Provided data:
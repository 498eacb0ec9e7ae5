//! C10: the persistence interface. The core treats durable storage as an
//! opaque collaborator (§4.9); this module defines that contract as a trait
//! plus the in-memory implementation the rest of the crate tests against.
//! No on-disk layout is normative here — an embedder wanting durability
//! implements [`PersistenceBackend`] as its own page store, using the
//! level/chunk/header vocabulary this module's types already name, without
//! this crate mandating a file layout.

use std::collections::HashMap;
use std::sync::{Arc, Mutex, RwLock};

use llama_api::LevelId;

use crate::error::{Error, Result};

/// Where, within one context, a level's header/indirection-table/body start.
/// Offsets are opaque to the core; only the persistence backend interprets
/// them.
#[derive(Debug, Clone, Copy, PartialEq, Eq)]
pub struct LevelHandle {
    pub level: LevelId,
    pub header_offset: u64,
    pub vt_offset: u64,
    pub body_offset: u64,
}

/// A bulk allocation within one level, returned by `allocate_chunk`.
#[derive(Debug, Clone, Copy, PartialEq, Eq)]
pub struct ChunkHandle {
    pub id: u64,
    pub level: LevelId,
    pub offset: u64,
    pub len: u64,
}

/// A mapped view of one chunk. Real backends would hand out an `mmap`
/// pointer here; since the on-disk format isn't normative, this crate's
/// implementation hands out a guarded in-memory buffer with the same
/// writable-then-one-way-finalized lifecycle `mmap_chunk`/`finalize_chunk`
/// describe.
pub struct MappedChunk {
    data: Arc<Mutex<Vec<u8>>>,
    writable: bool,
}

impl MappedChunk {
    pub fn writable(&self) -> bool {
        self.writable
    }

    pub fn read(&self) -> Vec<u8> {
        self.data.lock().unwrap().clone()
    }

    /// Overwrite this chunk's contents. Fails if the chunk is not writable
    /// (already finalized).
    pub fn write(&self, bytes: &[u8]) -> Result<()> {
        if !self.writable {
            return Err(Error::ArrayFinalized("persistence chunk"));
        }
        *self.data.lock().unwrap() = bytes.to_vec();
        Ok(())
    }
}

/// One opened persistence context: a namespace + name pair, transactional
/// at the level granularity (§4.9: a level's allocation, body writes, and
/// header finalization either all become visible together or none does).
pub trait PersistenceContext: Send + Sync {
    fn allocate_level(
        &self,
        level: LevelId,
        header_size: u64,
        vt_size: u64,
        vt_partitions: u32,
    ) -> Result<LevelHandle>;

    fn allocate_chunk(&self, level: LevelId, bytes: u64) -> Result<ChunkHandle>;

    fn read_header(&self) -> Result<Vec<u8>>;
    fn write_header(&self, bytes: &[u8]) -> Result<()>;

    fn mmap_chunk(&self, handle: &ChunkHandle, writable: bool) -> Result<MappedChunk>;

    /// One-way transition from writable to read-only; may shrink the chunk
    /// to `final_bytes`. Calling this twice on the same handle is an
    /// invariant violation (fatal, per §7).
    fn finalize_chunk(&self, handle: &ChunkHandle, final_bytes: u64) -> Result<()>;

    /// Durability fence for everything allocated under `level` so far.
    fn sync(&self, level: LevelId) -> Result<()>;
}

/// Opens (idempotently) named contexts and hands out `Arc<dyn
/// PersistenceContext>` instances. The core's only entry point into
/// durability; nothing above this trait boundary names a file format.
pub trait PersistenceBackend: Send + Sync {
    fn open_context(&self, namespace: &str, name: &str) -> Result<Arc<dyn PersistenceContext>>;
}

struct ChunkRecord {
    level: LevelId,
    data: Arc<Mutex<Vec<u8>>>,
    finalized: bool,
    checksum: Option<u32>,
}

fn crc32(bytes: &[u8]) -> u32 {
    let mut hasher = crc32fast::Hasher::new();
    hasher.update(bytes);
    hasher.finalize()
}

/// The in-memory reference implementation: every chunk lives in a `Vec<u8>`
/// behind a mutex, keyed by an incrementing id. Used by this crate's own
/// tests and suitable as the default backend for an embedder that doesn't
/// need durability across process restarts.
#[derive(Default)]
pub struct MemoryContext {
    header: RwLock<Vec<u8>>,
    chunks: Mutex<HashMap<u64, ChunkRecord>>,
    next_chunk_id: Mutex<u64>,
    levels: Mutex<HashMap<LevelId, LevelHandle>>,
}

impl PersistenceContext for MemoryContext {
    fn allocate_level(
        &self,
        level: LevelId,
        header_size: u64,
        vt_size: u64,
        vt_partitions: u32,
    ) -> Result<LevelHandle> {
        let _ = vt_partitions;
        let mut levels = self.levels.lock().unwrap();
        let handle = LevelHandle {
            level,
            header_offset: 0,
            vt_offset: header_size,
            body_offset: header_size + vt_size,
        };
        levels.insert(level, handle);
        log::debug!("persistence: allocated level {level} (header {header_size}B, vt {vt_size}B)");
        Ok(handle)
    }

    fn allocate_chunk(&self, level: LevelId, bytes: u64) -> Result<ChunkHandle> {
        let mut next_id = self.next_chunk_id.lock().unwrap();
        let id = *next_id;
        *next_id += 1;
        drop(next_id);
        let record = ChunkRecord {
            level,
            data: Arc::new(Mutex::new(vec![0u8; bytes as usize])),
            finalized: false,
            checksum: None,
        };
        self.chunks.lock().unwrap().insert(id, record);
        Ok(ChunkHandle { id, level, offset: 0, len: bytes })
    }

    fn read_header(&self) -> Result<Vec<u8>> {
        Ok(self.header.read().unwrap().clone())
    }

    fn write_header(&self, bytes: &[u8]) -> Result<()> {
        *self.header.write().unwrap() = bytes.to_vec();
        Ok(())
    }

    fn mmap_chunk(&self, handle: &ChunkHandle, writable: bool) -> Result<MappedChunk> {
        let chunks = self.chunks.lock().unwrap();
        let record = chunks
            .get(&handle.id)
            .ok_or_else(|| Error::Persistence(format!("unknown chunk {}", handle.id)))?;
        if writable && record.finalized {
            return Err(Error::ArrayFinalized("persistence chunk"));
        }
        if record.finalized {
            let body = record.data.lock().unwrap();
            if let Some(expected) = record.checksum {
                if crc32(&body) != expected {
                    return Err(Error::Persistence(format!("chunk {} failed crc32 check", handle.id)));
                }
            }
        }
        Ok(MappedChunk { data: record.data.clone(), writable: writable && !record.finalized })
    }

    /// One-way finalize. The body's crc32 is taken once at finalize time
    /// and re-checked on every subsequent read-only `mmap_chunk`.
    fn finalize_chunk(&self, handle: &ChunkHandle, final_bytes: u64) -> Result<()> {
        let mut chunks = self.chunks.lock().unwrap();
        let record = chunks
            .get_mut(&handle.id)
            .ok_or_else(|| Error::Persistence(format!("unknown chunk {}", handle.id)))?;
        if record.finalized {
            return Err(Error::ArrayFinalized("persistence chunk"));
        }
        let mut data = record.data.lock().unwrap();
        data.truncate(final_bytes as usize);
        record.checksum = Some(crc32(&data));
        drop(data);
        record.finalized = true;
        Ok(())
    }

    fn sync(&self, level: LevelId) -> Result<()> {
        let chunks = self.chunks.lock().unwrap();
        if chunks.values().any(|c| c.level == level && !c.finalized) {
            log::trace!("persistence: sync on level {level} with unfinalized chunks outstanding");
        }
        Ok(())
    }
}

/// Opens one [`MemoryContext`] per `(namespace, name)` pair and caches it;
/// re-opening the same pair returns the same context, matching the `open`
/// idempotence §4.9 requires.
#[derive(Default)]
pub struct MemoryPersistenceBackend {
    contexts: Mutex<HashMap<(String, String), Arc<MemoryContext>>>,
}

impl MemoryPersistenceBackend {
    pub fn new() -> Self {
        MemoryPersistenceBackend::default()
    }
}

impl PersistenceBackend for MemoryPersistenceBackend {
    fn open_context(&self, namespace: &str, name: &str) -> Result<Arc<dyn PersistenceContext>> {
        let key = (namespace.to_string(), name.to_string());
        let mut contexts = self.contexts.lock().unwrap();
        let ctx = contexts.entry(key).or_insert_with(|| Arc::new(MemoryContext::default()));
        Ok(ctx.clone() as Arc<dyn PersistenceContext>)
    }
}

Work instructions: Across the records above, count each line that holds the word "entry" and give only the resulting number.

Completed exercise: 2